It’s been a while since I’ve done one of these; book reviews, I mean. After my attempt to become more loyal to paperbacks and hardcovers, I admittedly let go of that ambition not long after. Everything I Know About Love was the book that ignited my desire to read again, but it all came crumbling down when the following book I picked up before my trip to NYC bored me to death. It was never-ending (although it really wasn’t that long), repetitive and I lowkey hated the idea of picking it up ever again. Okay, maybe that’s a slight exaggeration, but let’s just say it’s been sat on a bookshelf in my bedroom, and only sees the light of day when I’m dusting off.
As someone who’s not the most avid of readers, I rely an awful lot on fellow bloggers like Chloe Plumstead and Michelle Chai for book recommendations and reviews. I don’t really scheme through too many details of books I intend to read because I enjoy not knowing too much about the tales in it; I find that there’s a thrill in flipping through the pages blindly.
Other times, I embrace my Amazon suggestions and pretend the book chose me, but perhaps my subconscious is just judging the books by their cover essentially. With most things you judge by instinct or visual, you’re bound to end up with a hit or miss, but let me just tell you the next book I added to my collection, was definitely the right one.
Once I finished taking in its last words, I felt hungry to have another book in my hand because I knew I’d miss the feeling. With all that’s been going on in the past few crazy weeks, I find that this is the perfect time to find solace in a couple hundred pages, if not for the welcome distraction, then to explore a new world and possibly learn new things. It’s the perfect time to pick up a book, and I’ve already clocked my next pick.

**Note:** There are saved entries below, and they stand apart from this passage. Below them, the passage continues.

impl TimeTrackingService {
    /// Creates a service over the given repositories.
    pub fn new(
        employees: Arc<dyn EmployeeRepository>,
        entries: Arc<dyn TimeEntryRepository>,
        rules: HourRules,
    ) -> Self {
        Self {
            employees,
            entries,
            validator: TimeEntryValidator::new(rules.clone()),
            rules,
        }
    }

    /// Clocks an employee in, creating the day's entry.
    ///
    /// Fails with a state error if the employee already has an open entry on
    /// that work date. The check and insert are atomic.
    pub fn clock_in(&self, request: ClockInRequest) -> EngineResult<TimeEntry> {
        self.active_employee(&request.employee_id)?;

        let at = request.clock_in_time.unwrap_or_else(now);
        let work_date = request.work_date.unwrap_or(at.date());

        let mut entry = TimeEntry::new(request.employee_id, work_date, now());
        entry.location = request.location;
        entry.project_code = request.project_code;
        entry.notes = request.notes;
        entry.clock_in(at)?;

        let entry = self
            .entries
            .insert_exclusive(entry, ExclusivityRule::NoActiveEntry)?;
        info!(
            employee_id = %entry.employee_id,
            entry_id = %entry.id,
            work_date = %entry.work_date,
            "Employee clocked in"
        );
        Ok(entry)
    }

    /// Starts a break, or lunch when `is_lunch` is set.
    pub fn start_break(
        &self,
        entry_id: Uuid,
        at: Option<NaiveDateTime>,
        is_lunch: bool,
    ) -> EngineResult<TimeEntry> {
        let mut entry = self.load(entry_id)?;
        let loaded = entry.status;
        entry.start_break(at.unwrap_or_else(now), is_lunch)?;
        self.entries.update(loaded, &entry)?;
        debug!(entry_id = %entry.id, is_lunch, "Break started");
        Ok(entry)
    }

    /// Ends the open break or lunch.
    pub fn end_break(&self, entry_id: Uuid, at: Option<NaiveDateTime>) -> EngineResult<TimeEntry> {
        let mut entry = self.load(entry_id)?;
        let loaded = entry.status;
        entry.end_break(at.unwrap_or_else(now))?;
        self.entries.update(loaded, &entry)?;
        debug!(entry_id = %entry.id, "Break ended");
        Ok(entry)
    }

    /// Clocks out and derives the entry's hours.
    pub fn clock_out(
        &self,
        entry_id: Uuid,
        at: Option<NaiveDateTime>,
        notes: Option<String>,
    ) -> EngineResult<TimeEntry> {
        let mut entry = self.load(entry_id)?;
        let loaded = entry.status;
        entry.clock_out(at.unwrap_or_else(now), &self.rules)?;
        if notes.is_some() {
            entry.notes = notes;
        }
        self.entries.update(loaded, &entry)?;
        info!(
            employee_id = %entry.employee_id,
            entry_id = %entry.id,
            total_hours = %entry.total_hours,
            "Employee clocked out"
        );
        Ok(entry)
    }

    /// Creates a manual entry. Only one entry per employee and date is
    /// allowed this way; complete entries get their hours computed.
    pub fn create_entry(&self, new: NewTimeEntry) -> EngineResult<TimeEntry> {
        self.active_employee(&new.employee_id)?;

        let mut entry = TimeEntry::new(new.employee_id, new.work_date, now());
        entry.entry_type = new.entry_type;
        entry.clock_in_time = new.clock_in_time;
        entry.clock_out_time = new.clock_out_time;
        entry.break_start_time = new.break_start_time;
        entry.break_end_time = new.break_end_time;
        entry.lunch_start_time = new.lunch_start_time;
        entry.lunch_end_time = new.lunch_end_time;
        entry.location = new.location;
        entry.project_code = new.project_code;
        entry.notes = new.notes;
        entry.is_manual_entry = true;
        entry.manual_entry_reason = new.manual_entry_reason;
        entry.recalculate_hours(&self.rules)?;

        let entry = self
            .entries
            .insert_exclusive(entry, ExclusivityRule::NoEntryOnDate)?;
        info!(
            employee_id = %entry.employee_id,
            entry_id = %entry.id,
            total_hours = %entry.total_hours,
            "Manual time entry created"
        );
        Ok(entry)
    }

    /// Applies a partial update. Approved entries cannot be changed, and
    /// clock or break times can only be edited on draft, clocked-out or
    /// rejected entries.
    pub fn update_entry(&self, entry_id: Uuid, update: TimeEntryUpdate) -> EngineResult<TimeEntry> {
        let mut entry = self.load(entry_id)?;
        if !entry.is_editable() {
            return Err(EngineError::state("Cannot update approved time entry"));
        }

        let recalculate = update.changes_times();
        let loaded = entry.status;
        if recalculate
            && !matches!(
                loaded,
                TimeEntryStatus::Draft | TimeEntryStatus::ClockedOut | TimeEntryStatus::Rejected
            )
        {
            return Err(EngineError::state(format!(
                "Cannot change the times of a time entry that is {loaded}"
            )));
        }
        if let Some(entry_type) = update.entry_type {
            entry.entry_type = entry_type;
        }
        for (slot, value) in [
            (&mut entry.clock_in_time, update.clock_in_time),
            (&mut entry.clock_out_time, update.clock_out_time),
            (&mut entry.break_start_time, update.break_start_time),
            (&mut entry.break_end_time, update.break_end_time),
            (&mut entry.lunch_start_time, update.lunch_start_time),
            (&mut entry.lunch_end_time, update.lunch_end_time),
        ] {
            if value.is_some() {
                *slot = value;
            }
        }
        for (slot, value) in [
            (&mut entry.location, update.location),
            (&mut entry.project_code, update.project_code),
            (&mut entry.notes, update.notes),
            (&mut entry.admin_notes, update.admin_notes),
        ] {
            if value.is_some() {
                *slot = value;
            }
        }

        if recalculate {
            entry.recalculate_hours(&self.rules)?;
        }
        entry.updated_at = now();

        self.entries.update(loaded, &entry)?;
        debug!(entry_id = %entry.id, recalculated = recalculate, "Time entry updated");
        Ok(entry)
    }

    /// Deletes an entry. Approved entries cannot be deleted.
    pub fn delete_entry(&self, entry_id: Uuid) -> EngineResult<()> {
        let entry = self.load(entry_id)?;
        if !entry.is_editable() {
            return Err(EngineError::state("Cannot delete approved time entry"));
        }
        if !self.entries.delete(entry_id, entry.status)? {
            return Err(EngineError::not_found("time entry", entry_id));
        }
        info!(entry_id = %entry_id, "Time entry deleted");
        Ok(())
    }

    /// Submits entries for approval, all or none.
    pub fn submit_for_approval(&self, entry_ids: &[Uuid]) -> EngineResult<Vec<TimeEntry>> {
        let at = now();
        let entries = self.transition_all(entry_ids, |entry| entry.submit_for_approval(at))?;
        info!(count = entries.len(), "Time entries submitted for approval");
        Ok(entries)
    }

    /// Approves submitted entries, all or none.
    pub fn approve(
        &self,
        entry_ids: &[Uuid],
        approver_id: &str,
        notes: Option<String>,
    ) -> EngineResult<Vec<TimeEntry>> {
        let at = now();
        let entries = self.transition_all(entry_ids, |entry| {
            entry.approve(approver_id, at, notes.clone())
        })?;
        info!(approver_id, count = entries.len(), "Time entries approved");
        Ok(entries)
    }

    /// Rejects submitted entries, all or none. A reason is required.
    pub fn reject(
        &self,
        entry_ids: &[Uuid],
        approver_id: &str,
        reason: &str,
    ) -> EngineResult<Vec<TimeEntry>> {
        if reason.trim().is_empty() {
            return Err(EngineError::validation("Rejection reason is required"));
        }
        let at = now();
        let entries = self.transition_all(entry_ids, |entry| entry.reject(approver_id, at, reason))?;
        info!(approver_id, count = entries.len(), "Time entries rejected");
        Ok(entries)
    }

    /// The employee's open (clocked-in or on-break) entry, if any.
    pub fn current_entry(&self, employee_id: &str) -> EngineResult<Option<TimeEntry>> {
        self.entries.find_active(employee_id)
    }

    /// Submitted entries of the manager's direct reports, newest work date first.
    pub fn pending_approvals(&self, manager_id: &str) -> EngineResult<Vec<TimeEntry>> {
        let employee_ids: Vec<String> = self
            .employees
            .list_by_manager(manager_id)?
            .into_iter()
            .map(|e| e.id)
            .collect();
        if employee_ids.is_empty() {
            return Ok(Vec::new());
        }

        let mut entries = self.entries.find(&TimeEntryQuery {
            employee_ids: Some(employee_ids),
            status: Some(TimeEntryStatus::Submitted),
            ..Default::default()
        })?;
        entries.reverse();
        Ok(entries)
    }

    /// Counts and hour totals for entries matching the query.
    pub fn stats(&self, query: &TimeEntryQuery) -> EngineResult<TimeEntryStats> {
        let entries = self.entries.find(query)?;
        let count = |status: ApprovalStatus| {
            entries
                .iter()
                .filter(|e| e.approval_status == status)
                .count()
        };

        Ok(TimeEntryStats {
            total_entries: entries.len(),
            pending_approval: count(ApprovalStatus::Pending),
            approved_entries: count(ApprovalStatus::Approved),
            rejected_entries: count(ApprovalStatus::Rejected),
            total_hours: entries.iter().map(|e| e.total_hours).sum(),
            regular_hours: entries.iter().map(|e| e.regular_hours).sum(),
            overtime_hours: entries.iter().map(|e| e.overtime_hours).sum(),
            employees_with_entries: entries
                .iter()
                .map(|e| e.employee_id.as_str())
                .collect::<HashSet<_>>()
                .len(),
        })
    }

    /// Totals and per-day average for one employee over a date range.
    pub fn employee_report(
        &self,
        employee_id: &str,
        start_date: NaiveDate,
        end_date: NaiveDate,
    ) -> EngineResult<EmployeeTimeReport> {
        if end_date < start_date {
            return Err(EngineError::validation(
                "Report end date must not be before start date",
            ));
        }
        let employee = self.employee(employee_id)?;
        let entries = self.entries.find(&TimeEntryQuery {
            employee_id: Some(employee_id.to_string()),
            start_date: Some(start_date),
            end_date: Some(end_date),
            ..Default::default()
        })?;

        let total_hours: Decimal = entries.iter().map(|e| e.total_hours).sum();
        let days_worked = entries
            .iter()
            .map(|e| e.work_date)
            .collect::<HashSet<_>>()
            .len();
        let average_hours_per_day = if days_worked > 0 {
            round_hours(total_hours / Decimal::from(days_worked))
        } else {
            Decimal::ZERO
        };

        Ok(EmployeeTimeReport {
            employee_id: employee.id,
            employee_name: employee.name,
            start_date,
            end_date,
            total_entries: entries.len(),
            total_hours,
            regular_hours: entries.iter().map(|e| e.regular_hours).sum(),
            overtime_hours: entries.iter().map(|e| e.overtime_hours).sum(),
            days_worked,
            average_hours_per_day,
        })
    }

    /// Validates a stored entry against the other entries of its day.
    pub fn validate_entry(&self, entry_id: Uuid) -> EngineResult<Vec<EntryIssue>> {
        let entry = self.load(entry_id)?;
        let same_day = self.entries.find_for_day(&entry.employee_id, entry.work_date)?;
        Ok(self.validator.validate(&entry, &same_day))
    }

    fn load(&self, entry_id: Uuid) -> EngineResult<TimeEntry> {
        self.entries
            .get(entry_id)?
            .ok_or_else(|| EngineError::not_found("time entry", entry_id))
    }

    fn employee(&self, employee_id: &str) -> EngineResult<Employee> {
        self.employees
            .get(employee_id)?
            .ok_or_else(|| EngineError::not_found("employee", employee_id))
    }

    fn active_employee(&self, employee_id: &str) -> EngineResult<Employee> {
        let employee = self.employee(employee_id)?;
        if !employee.is_active() {
            return Err(EngineError::state(format!(
                "Employee {employee_id} is not active"
            )));
        }
        Ok(employee)
    }

    /// Loads every entry, applies `transition` to each, and persists only if
    /// all of them succeeded and none changed status in the meantime.
    fn transition_all<F>(&self, entry_ids: &[Uuid], mut transition: F) -> EngineResult<Vec<TimeEntry>>
    where
        F: FnMut(&mut TimeEntry) -> EngineResult<()>,
    {
        if entry_ids.is_empty() {
            return Err(EngineError::validation("At least one time entry is required"));
        }

        let mut seen = HashSet::new();
        let mut updates = Vec::with_capacity(entry_ids.len());
        for &id in entry_ids.iter().filter(|id| seen.insert(**id)) {
            let mut entry = self.load(id)?;
            let loaded = entry.status;
            if let Err(err) = transition(&mut entry) {
                warn!(entry_id = %id, error = %err, "Time entry transition rejected");
                return Err(err);
            }
            updates.push((loaded, entry));
        }

        self.entries.update_all(&updates)?;
        Ok(updates.into_iter().map(|(_, entry)| entry).collect())
    }
}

I’m not too sure whether I saw it in a blog post similar to this one, if it was one of the few in my Amazon recommendations, or if it was mentioned somewhere in an Instagram post (probably all of the above), but it made its way to my bedroom less than 48 hours after I clicked the ‘buy now’ button.
The book: This Is Going To Hurt by Adam Kay.
It’s no wonder this book is a bestseller as I feel like I just know a lot more than I did before I first held it in my hands. Adam Kay recounts his days as a junior doctor and releases his diaries from the years he started working for the NHS until the day he put down his stethoscope for good.
As someone who has been to the hospital more times than I can count or even remember, it wasn’t difficult for me to walk through those walls in my mind and create a vivid world filled with scrubs and medical equipment. However, my perspective was always that of a patient and never could I have imagined all the sacrifice and adversity doctors and medical professionals have to put up with for us to stay alive.
From the first chapter, I instantly knew I was in for a hell of a ride as it’s his wit and realness that kept me hooked from start to finish. The book is refreshingly candid, extremely hilarious and sometimes the rawness of the writer hits super painfully in the worst spot.
With all that is going on (we all know what), This Is Going To Hurt certainly throws an excruciating punch as doctors, nurses and other medical professionals are holding down the fort during this time whilst we hideaway indoors. Although it paints the dark sides of such a job boldly, it also draws up colourful images of the triumphant moments, the highs of highs, and the instances of immense gratitude.
3 Things I Loved.
★ The writing style of the book was absolutely brilliant. I felt like whilst I was reading Kay’s words in my head, I could hear his active voice between the lines, even though I have no clue what his voice sounds like. The way he put phrases together was not only clever but also interesting at the same time. I know there’s a long process of polishing and editing before a book goes to printers, but one of the best things about this book to me is how the writing flows so naturally it doesn’t feel super edited when being read. I genuinely felt like he was telling me about his experiences candidly and that made me keener to flip each page excitedly.
Oh, and also, this is not one of those ‘doctor’ books that will bore you with medical jargon you won’t know how to read, spell or write, and you won’t have to remember a million names either.
★ The evolution is very noticeable throughout the book and whilst I’m trying not to give away too much, it’s not difficult to realize that with each chapter I turned, all the people in the book came into their own more and more, especially Adam. But hey, I guess that’s life, right?
★ The curtains were really pulled wide open in each corner of this book. I’ve said it before, but the realness was to a level I was not expecting. I hope things changed for the better since the book was published, but the pages will have you thanking your doctors for their time and services.
More than ever right now we are noticing how lucky we once were and all the things we took for granted over the years. The book is a reminder that doctors are after all human beings doing heroic things every single day.